> _Records shown_:
//! Authorization integration tests.
//!
//! Runs the real gateway against a mocked STS and drives `/secreto`
//! over HTTP with reqwest.

// Test code is allowed to use expect/unwrap for assertions
#![allow(clippy::unwrap_used, clippy::expect_used)]

use anyhow::Result;
use reqwest::StatusCode;
use rp_test_utils::{
    MockIssuer, TestRpServer, TestTokenBuilder, FOREIGN_PRIVATE_KEY_PEM, ISSUER_PRIVATE_KEY_PEM,
};
use std::time::Duration;

/// GET /secreto with an optional raw Authorization header value.
async fn get_secret(server: &TestRpServer, authorization: Option<&str>) -> Result<reqwest::Response> {
    let mut request = reqwest::Client::new().get(format!("{}/secreto", server.url()));
    if let Some(value) = authorization {
        request = request.header(reqwest::header::AUTHORIZATION, value);
    }
    Ok(request.send().await?)
}

async fn error_code(response: reqwest::Response) -> Result<String> {
    let body: serde_json::Value = response.json().await?;
    Ok(body["error"]["code"].as_str().unwrap_or_default().to_string())
}

fn alice_admin_token() -> String {
    TestTokenBuilder::new()
        .for_user("alice")
        .with_role("admin")
        .with_issuer("sts-service-debug")
        .expires_in(3600)
        .sign(ISSUER_PRIVATE_KEY_PEM)
}

// ============================================================================
// Grant
// ============================================================================

#[tokio::test]
async fn test_valid_token_grants_access() -> Result<()> {
    let issuer = MockIssuer::publishing_issuer_key().await;
    let server = TestRpServer::spawn(&issuer.key_url()).await?;

    let response = get_secret(&server, Some(&format!("Bearer {}", alice_admin_token()))).await?;

    assert_eq!(response.status(), StatusCode::OK);
    let body: serde_json::Value = response.json().await?;
    assert_eq!(body["status"], "ACCESO CONCEDIDO");
    assert_eq!(body["data_secreta"], "El código nuclear es 1234");
    assert_eq!(body["usuario_validado"], "alice");
    assert_eq!(body["rol_detectado"], "admin");

    Ok(())
}

#[tokio::test]
async fn test_scheme_is_case_insensitive() -> Result<()> {
    let issuer = MockIssuer::publishing_issuer_key().await;
    let server = TestRpServer::spawn(&issuer.key_url()).await?;
    let token = alice_admin_token();

    for scheme in ["bearer", "BEARER", "BeArEr"] {
        let response = get_secret(&server, Some(&format!("{scheme} {token}"))).await?;
        assert_eq!(response.status(), StatusCode::OK, "scheme {scheme}");
    }

    Ok(())
}

#[tokio::test]
async fn test_missing_role_and_subject_are_null() -> Result<()> {
    let issuer = MockIssuer::publishing_issuer_key().await;
    let server = TestRpServer::spawn(&issuer.key_url()).await?;
    let token = TestTokenBuilder::new()
        .without_subject()
        .without_role()
        .sign(ISSUER_PRIVATE_KEY_PEM);

    let response = get_secret(&server, Some(&format!("Bearer {token}"))).await?;

    assert_eq!(response.status(), StatusCode::OK);
    let body: serde_json::Value = response.json().await?;
    assert!(body["usuario_validado"].is_null());
    assert!(body["rol_detectado"].is_null());

    Ok(())
}

#[tokio::test]
async fn test_key_is_fetched_per_request_without_cache() -> Result<()> {
    let issuer = MockIssuer::publishing_issuer_key().await;
    let server = TestRpServer::spawn(&issuer.key_url()).await?;
    let header = format!("Bearer {}", alice_admin_token());

    for _ in 0..3 {
        let response = get_secret(&server, Some(&header)).await?;
        assert_eq!(response.status(), StatusCode::OK);
    }

    assert_eq!(issuer.key_requests().await, 3);
    Ok(())
}

// ============================================================================
// Header denials
// ============================================================================

#[tokio::test]
async fn test_missing_header_is_401_even_with_issuer_down() -> Result<()> {
    let issuer = MockIssuer::failing(500).await;
    let server = TestRpServer::spawn(&issuer.key_url()).await?;

    let response = get_secret(&server, None).await?;

    assert_eq!(response.status(), StatusCode::UNAUTHORIZED);
    let challenge = response
        .headers()
        .get(reqwest::header::WWW_AUTHENTICATE)
        .and_then(|v| v.to_str().ok())
        .unwrap_or_default()
        .to_string();
    assert!(challenge.starts_with("Bearer realm=\"rp-service\""));
    assert!(challenge.contains("error=\"invalid_request\""));
    assert_eq!(error_code(response).await?, "MissingHeader");

    // Header faults never reach the issuer
    assert_eq!(issuer.key_requests().await, 0);
    Ok(())
}

#[tokio::test]
async fn test_malformed_header_is_401() -> Result<()> {
    let issuer = MockIssuer::publishing_issuer_key().await;
    let server = TestRpServer::spawn(&issuer.key_url()).await?;

    for raw in ["Bearer", "Bearer a b", "justatoken"] {
        let response = get_secret(&server, Some(raw)).await?;
        assert_eq!(response.status(), StatusCode::UNAUTHORIZED, "header {raw:?}");
        assert_eq!(error_code(response).await?, "MalformedHeader");
    }

    Ok(())
}

#[tokio::test]
async fn test_non_ascii_header_is_malformed() -> Result<()> {
    let issuer = MockIssuer::publishing_issuer_key().await;
    let server = TestRpServer::spawn(&issuer.key_url()).await?;

    // Valid "<scheme> <token>" shape, but the token carries a 0xFF byte
    let response = reqwest::Client::new()
        .get(format!("{}/secreto", server.url()))
        .header(
            reqwest::header::AUTHORIZATION,
            reqwest::header::HeaderValue::from_bytes(b"Bearer \xfftoken")?,
        )
        .send()
        .await?;

    assert_eq!(response.status(), StatusCode::UNAUTHORIZED);
    assert!(response
        .headers()
        .contains_key(reqwest::header::WWW_AUTHENTICATE));
    assert_eq!(error_code(response).await?, "MalformedHeader");
    assert_eq!(issuer.key_requests().await, 0);

    Ok(())
}

#[tokio::test]
async fn test_basic_scheme_is_unsupported() -> Result<()> {
    let issuer = MockIssuer::publishing_issuer_key().await;
    let server = TestRpServer::spawn(&issuer.key_url()).await?;

    let response = get_secret(&server, Some("Basic dXNlcjpwYXNz")).await?;

    assert_eq!(response.status(), StatusCode::UNAUTHORIZED);
    let body: serde_json::Value = response.json().await?;
    assert_eq!(body["error"]["code"], "UnsupportedScheme");
    assert_eq!(
        body["error"]["message"],
        "Formato inválido. Usa 'Bearer <token>'"
    );

    Ok(())
}

// ============================================================================
// Token denials
// ============================================================================

#[tokio::test]
async fn test_expired_token_is_401_expired() -> Result<()> {
    let issuer = MockIssuer::publishing_issuer_key().await;
    let server = TestRpServer::spawn(&issuer.key_url()).await?;
    let token = TestTokenBuilder::new()
        .for_user("alice")
        .expires_in(-3600)
        .sign(ISSUER_PRIVATE_KEY_PEM);

    let response = get_secret(&server, Some(&format!("Bearer {token}"))).await?;

    assert_eq!(response.status(), StatusCode::UNAUTHORIZED);
    let challenge = response
        .headers()
        .get(reqwest::header::WWW_AUTHENTICATE)
        .and_then(|v| v.to_str().ok())
        .unwrap_or_default()
        .to_string();
    assert!(challenge.contains("error=\"invalid_token\""));
    let body: serde_json::Value = response.json().await?;
    assert_eq!(body["error"]["code"], "Expired");
    assert_eq!(body["error"]["message"], "El token ha caducado");

    Ok(())
}

#[tokio::test]
async fn test_foreign_signature_is_invalid_token() -> Result<()> {
    let issuer = MockIssuer::publishing_issuer_key().await;
    let server = TestRpServer::spawn(&issuer.key_url()).await?;
    let token = TestTokenBuilder::new()
        .for_user("mallory")
        .with_role("admin")
        .sign(FOREIGN_PRIVATE_KEY_PEM);

    let response = get_secret(&server, Some(&format!("Bearer {token}"))).await?;

    assert_eq!(response.status(), StatusCode::UNAUTHORIZED);
    let body: serde_json::Value = response.json().await?;
    assert_eq!(body["error"]["code"], "InvalidToken");
    let message = body["error"]["message"].as_str().unwrap_or_default();
    assert!(message.starts_with("Token inválido: "), "got {message:?}");

    Ok(())
}

#[tokio::test]
async fn test_garbage_token_is_invalid_token() -> Result<()> {
    let issuer = MockIssuer::publishing_issuer_key().await;
    let server = TestRpServer::spawn(&issuer.key_url()).await?;

    let response = get_secret(&server, Some("Bearer not.a.jwt")).await?;

    assert_eq!(response.status(), StatusCode::UNAUTHORIZED);
    assert_eq!(error_code(response).await?, "InvalidToken");
    Ok(())
}

#[tokio::test]
async fn test_expected_issuer_rejects_other_issuers() -> Result<()> {
    let issuer = MockIssuer::publishing_issuer_key().await;
    let server = TestRpServer::spawn_with(
        &issuer.key_url(),
        &[("JWT_EXPECTED_ISSUER", "sts-service-debug")],
    )
    .await?;

    let good = get_secret(&server, Some(&format!("Bearer {}", alice_admin_token()))).await?;
    assert_eq!(good.status(), StatusCode::OK);

    let other = TestTokenBuilder::new()
        .for_user("alice")
        .with_issuer("someone-else")
        .sign(ISSUER_PRIVATE_KEY_PEM);
    let response = get_secret(&server, Some(&format!("Bearer {other}"))).await?;
    assert_eq!(response.status(), StatusCode::UNAUTHORIZED);
    assert_eq!(error_code(response).await?, "InvalidToken");

    Ok(())
}

// ============================================================================
// Trust denials
// ============================================================================

#[tokio::test]
async fn test_unreachable_issuer_is_503() -> Result<()> {
    // Nothing listens on the discard port
    let server = TestRpServer::spawn("http://127.0.0.1:9/public-key").await?;

    let response = get_secret(&server, Some(&format!("Bearer {}", alice_admin_token()))).await?;

    assert_eq!(response.status(), StatusCode::SERVICE_UNAVAILABLE);
    assert!(response
        .headers()
        .get(reqwest::header::WWW_AUTHENTICATE)
        .is_none());
    let body: serde_json::Value = response.json().await?;
    assert_eq!(body["error"]["code"], "TrustUnavailable");
    assert_eq!(
        body["error"]["message"],
        "El STS no responde, no puedo validarte."
    );

    Ok(())
}

#[tokio::test]
async fn test_issuer_error_status_is_503() -> Result<()> {
    let issuer = MockIssuer::failing(500).await;
    let server = TestRpServer::spawn(&issuer.key_url()).await?;

    let response = get_secret(&server, Some(&format!("Bearer {}", alice_admin_token()))).await?;

    assert_eq!(response.status(), StatusCode::SERVICE_UNAVAILABLE);
    assert_eq!(error_code(response).await?, "TrustUnavailable");
    Ok(())
}

#[tokio::test]
async fn test_issuer_without_key_field_is_503() -> Result<()> {
    let issuer = MockIssuer::without_key_field().await;
    let server = TestRpServer::spawn(&issuer.key_url()).await?;

    let response = get_secret(&server, Some(&format!("Bearer {}", alice_admin_token()))).await?;

    assert_eq!(response.status(), StatusCode::SERVICE_UNAVAILABLE);
    Ok(())
}

#[tokio::test]
async fn test_slow_issuer_times_out_as_503() -> Result<()> {
    let issuer = MockIssuer::delayed(Duration::from_secs(3)).await;
    let server = TestRpServer::spawn(&issuer.key_url()).await?;

    let started = std::time::Instant::now();
    let response = get_secret(&server, Some(&format!("Bearer {}", alice_admin_token()))).await?;

    assert_eq!(response.status(), StatusCode::SERVICE_UNAVAILABLE);
    // Harness sets a one second issuer timeout
    assert!(started.elapsed() < Duration::from_secs(3));
    Ok(())
}

#[tokio::test]
async fn test_home_does_not_need_issuer() -> Result<()> {
    let issuer = MockIssuer::failing(500).await;
    let server = TestRpServer::spawn(&issuer.key_url()).await?;

    let response = reqwest::get(format!("{}/", server.url())).await?;

    assert_eq!(response.status(), StatusCode::OK);
    let body: serde_json::Value = response.json().await?;
    assert_eq!(body["message"], "Soy la App Tonta. Usa /secreto con un token.");
    assert_eq!(issuer.key_requests().await, 0);
    Ok(())
}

> _Your instructions_:
Your reply is to be the number of lines above in which the word "denials" appears, and nothing else.

> _Completed exercise_:
3